*** Opening of Given records ***

use crate::config::AlertSettings;

pub const ALERT_CLUSTER_HEALTH: &str = "monitoring_alert_cluster_health";
pub const DEFAULT_ACTION_GROUP: &str = "default";

const LABEL: &str = "Cluster health";
const SEVERITY_LABEL: &str = "danger";
const DEFAULT_THROTTLE: &str = "1d";
const RESOLVED_HEALTH: &str = "green";

const ACTION_VARIABLES: [(&str, &str); 7] = [
    ("clusterHealth", "The health of the cluster."),
    (
        "internalShortMessage",
        "The short internal message generated by Elastic.",
    ),
    (
        "internalFullMessage",
        "The full internal message generated by Elastic.",
    ),
    ("state", "The current state of the alert."),
    ("clusterName", "The cluster to which the nodes belong."),
    ("action", "The recommended action for this alert."),
    (
        "actionPlain",
        "The recommended action for this alert, without any markdown.",
    ),
];

#[derive(Debug, Clone, Copy, PartialEq, Eq)]
pub struct ActionVariable {
    pub name: &'static str,
    pub description: &'static str,
}

/// Static metadata of the cluster health alert kind.
#[derive(Debug, Clone, PartialEq, Eq)]
pub struct AlertDefinition {
    pub product_name: String,
    pub link_route: String,
    pub link_text: String,
}

impl AlertDefinition {
    pub fn from_settings(settings: &AlertSettings) -> Self {
        Self {
            product_name: settings.product_name.clone(),
            link_route: settings.link_route.clone(),
            link_text: settings.link_text.clone(),
        }
    }

    pub fn alert_type(&self) -> &'static str {
        ALERT_CLUSTER_HEALTH
    }

    pub fn label(&self) -> &'static str {
        LABEL
    }

    pub fn severity_label(&self) -> &'static str {
        SEVERITY_LABEL
    }

    pub fn default_throttle(&self) -> &'static str {
        DEFAULT_THROTTLE
    }

    pub fn action_group(&self) -> &'static str {
        DEFAULT_ACTION_GROUP
    }

    pub fn resolved_health(&self) -> &'static str {
        RESOLVED_HEALTH
    }

    pub fn action_variables(&self) -> Vec<ActionVariable> {
        ACTION_VARIABLES
            .iter()
            .map(|&(name, description)| ActionVariable { name, description })
            .collect()
    }
}

impl Default for AlertDefinition {
    fn default() -> Self {
        Self::from_settings(&AlertSettings::default())
    }
}
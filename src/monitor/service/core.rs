use std::{collections::HashMap, time::Duration};

use thiserror::Error;

use crate::alert::{AlertEvaluator, ClusterIdentity, Diagnostic, LegacySignal};
use crate::config::MonitorSettings;
use crate::state_store::{StateStore, StateStoreError};

use super::super::{
    provider::{ClusterIdentitySource, MonitorError, SignalSource},
    sink::NotificationSink,
};

#[derive(Debug, Error)]
pub enum TickError {
    #[error("cluster source unavailable: {0}")]
    Source(#[from] MonitorError),
    #[error("failed to load previous alert states: {0}")]
    StateLoad(#[source] StateStoreError),
}

#[derive(Debug, Clone, Default, PartialEq, Eq)]
pub struct TickReport {
    pub clusters_checked: usize,
    pub signals_received: usize,
    pub signals_dropped: usize,
    pub states_written: usize,
    pub firing: usize,
    pub notifications_sent: usize,
    pub notifications_failed: usize,
    pub state_persisted: bool,
}

/// Runs one evaluation cycle: fetch clusters and signals, evaluate against the
/// stored states, persist the result and hand notifications to the sink.
pub async fn run_tick_at<S, St, N>(
    evaluator: &AlertEvaluator,
    settings: &MonitorSettings,
    source: &mut S,
    state_store: &St,
    sink: &mut N,
    now_ms: i64,
) -> Result<TickReport, TickError>
where
    S: SignalSource + ClusterIdentitySource,
    St: StateStore,
    N: NotificationSink,
{
    let alert_type = evaluator.definition().alert_type();

    let clusters = source.fetch_clusters().await?;
    let cluster_uuids = clusters
        .iter()
        .map(|cluster| cluster.cluster_uuid.clone())
        .collect::<Vec<_>>();
    let raw_signals = source
        .fetch_signals(&cluster_uuids, Duration::from_secs(settings.lookback_secs))
        .await?;

    let mut report = TickReport {
        clusters_checked: clusters.len(),
        signals_received: raw_signals.len(),
        ..TickReport::default()
    };

    let signals = raw_signals
        .into_iter()
        .filter_map(|raw| match LegacySignal::try_from(raw) {
            Ok(signal) => Some(signal),
            Err(error) => {
                log::warn!("legacy_signal_dropped alert_type={} reason={}", alert_type, error);
                None
            }
        })
        .collect::<Vec<_>>();
    report.signals_dropped = report.signals_received - signals.len();

    let identities = clusters
        .into_iter()
        .map(|cluster| (cluster.cluster_uuid.clone(), cluster))
        .collect::<HashMap<String, ClusterIdentity>>();

    let previous_states = state_store
        .load_states(alert_type)
        .map_err(TickError::StateLoad)?;

    let evaluation = evaluator.evaluate(&signals, &identities, &previous_states, now_ms);
    log_diagnostics(alert_type, &evaluation.diagnostics);

    report.states_written = evaluation.new_states.len();
    report.firing = evaluation
        .new_states
        .values()
        .filter(|state| state.is_firing)
        .count();

    tracing::info!(
        target: "monitor",
        module = "monitor",
        alert_type,
        now_ms,
        clusters = report.clusters_checked,
        signals = signals.len(),
        signals_dropped = report.signals_dropped,
        states = report.states_written,
        firing = report.firing,
        notifications = evaluation.notifications.len(),
        diagnostics = evaluation.diagnostics.len(),
        "alert_tick_evaluated"
    );

    match state_store.persist_states(alert_type, &evaluation.new_states) {
        Ok(()) => report.state_persisted = true,
        Err(error) => {
            log::error!(
                "CRITICAL: failed to persist alert states alert_type={} error={}",
                alert_type,
                error
            );
        }
    }

    for notification in &evaluation.notifications {
        match sink.deliver(notification).await {
            Ok(()) => report.notifications_sent += 1,
            Err(error) => {
                report.notifications_failed += 1;
                log::error!(
                    "notification_delivery_failed alert_type={} cluster_uuid={} state={} error={}",
                    alert_type,
                    notification.cluster_uuid,
                    notification.state.as_str(),
                    error
                );
            }
        }
    }

    Ok(report)
}

fn log_diagnostics(alert_type: &str, diagnostics: &[Diagnostic]) {
    for diagnostic in diagnostics {
        match diagnostic {
            Diagnostic::MissingIdentity { cluster_uuid } => log::warn!(
                "cluster_identity_missing alert_type={} cluster_uuid={}",
                alert_type,
                cluster_uuid
            ),
            Diagnostic::RejectedSignal {
                cluster_uuid,
                reason,
            } => log::warn!(
                "legacy_signal_rejected alert_type={} cluster_uuid={} reason={}",
                alert_type,
                cluster_uuid,
                reason
            ),
            Diagnostic::DuplicateSignal { cluster_uuid } => log::warn!(
                "legacy_signal_duplicate alert_type={} cluster_uuid={}",
                alert_type,
                cluster_uuid
            ),
        }
    }
}
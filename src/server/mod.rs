pub mod app;
pub mod context;
pub mod handlers;
pub mod response;

use anyhow::Result;
use clap::Subcommand;
use sea_orm_migration::prelude::*;
use tracing::info;

use crate::config::AppConfig;
use crate::database::{connection::*, migrations::Migrator, seed_data};
use crate::schema::RecordType;

#[derive(Subcommand, Debug)]
pub enum MigrateDirection {
    Up,
    Down,
    Fresh,
}

pub async fn start_server(config: AppConfig) -> Result<()> {
    let db = setup_database(&config.database).await?;
    info!("Database migrations completed");

    if config.seed_default_accounts {
        let created = seed_data::seed_default_accounts(&db).await?;
        if created > 0 {
            info!("Created {} default account(s)", created);
        }
    }

    let port = config.port;
    let app = app::create_app(db, config).await?;

    log_routes();

    let listener = tokio::net::TcpListener::bind(format!("0.0.0.0:{}", port)).await?;
    info!("Server running on http://0.0.0.0:{}", port);

    axum::serve(listener, app).await?;

    Ok(())
}

fn log_routes() {
    info!("Routes:");
    info!("  /health                     - Health check");
    info!("  /login, /logout             - Sign in and out");
    info!("  /admin, /staff              - Dashboards");
    for rtype in RecordType::ALL {
        info!("  /{:<26} - {} records", rtype.slug(), rtype.title());
    }
    info!("  /print                      - Printable list and CSV export");
    info!("  /users                      - Accounts (admin)");
    info!("  /activity_log               - Audit trail (admin)");
    info!("  /recovery                   - Backup, restore, reset (admin)");
}

pub async fn migrate_database(database_path: &str, direction: MigrateDirection) -> Result<()> {
    let database_url = get_database_url(Some(database_path));
    let db = establish_connection(&database_url).await?;

    match direction {
        MigrateDirection::Up => {
            info!("Running migrations up");
            Migrator::up(&db, None).await?;
        }
        MigrateDirection::Down => {
            info!("Running migrations down");
            Migrator::down(&db, None).await?;
        }
        MigrateDirection::Fresh => {
            info!("Running fresh migrations (down then up)");
            Migrator::down(&db, None).await?;
            Migrator::up(&db, None).await?;
        }
    }

    info!("Database migration completed");
    Ok(())
}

*** Close of Given records ***

◆ **Task requirements**
Retype word for word everything in the listing above from the line that holds "use crate::config::AppConfig;" down to the line that holds "Sign in and". Keep both end lines and leave out the rest.

◆ **Task output**
use crate::config::AppConfig;
use crate::database::{connection::*, migrations::Migrator, seed_data};
use crate::schema::RecordType;

#[derive(Subcommand, Debug)]
pub enum MigrateDirection {
    Up,
    Down,
    Fresh,
}

pub async fn start_server(config: AppConfig) -> Result<()> {
    let db = setup_database(&config.database).await?;
    info!("Database migrations completed");

    if config.seed_default_accounts {
        let created = seed_data::seed_default_accounts(&db).await?;
        if created > 0 {
            info!("Created {} default account(s)", created);
        }
    }

    let port = config.port;
    let app = app::create_app(db, config).await?;

    log_routes();

    let listener = tokio::net::TcpListener::bind(format!("0.0.0.0:{}", port)).await?;
    info!("Server running on http://0.0.0.0:{}", port);

    axum::serve(listener, app).await?;

    Ok(())
}

fn log_routes() {
    info!("Routes:");
    info!("  /health                     - Health check");
    info!("  /login, /logout             - Sign in and out");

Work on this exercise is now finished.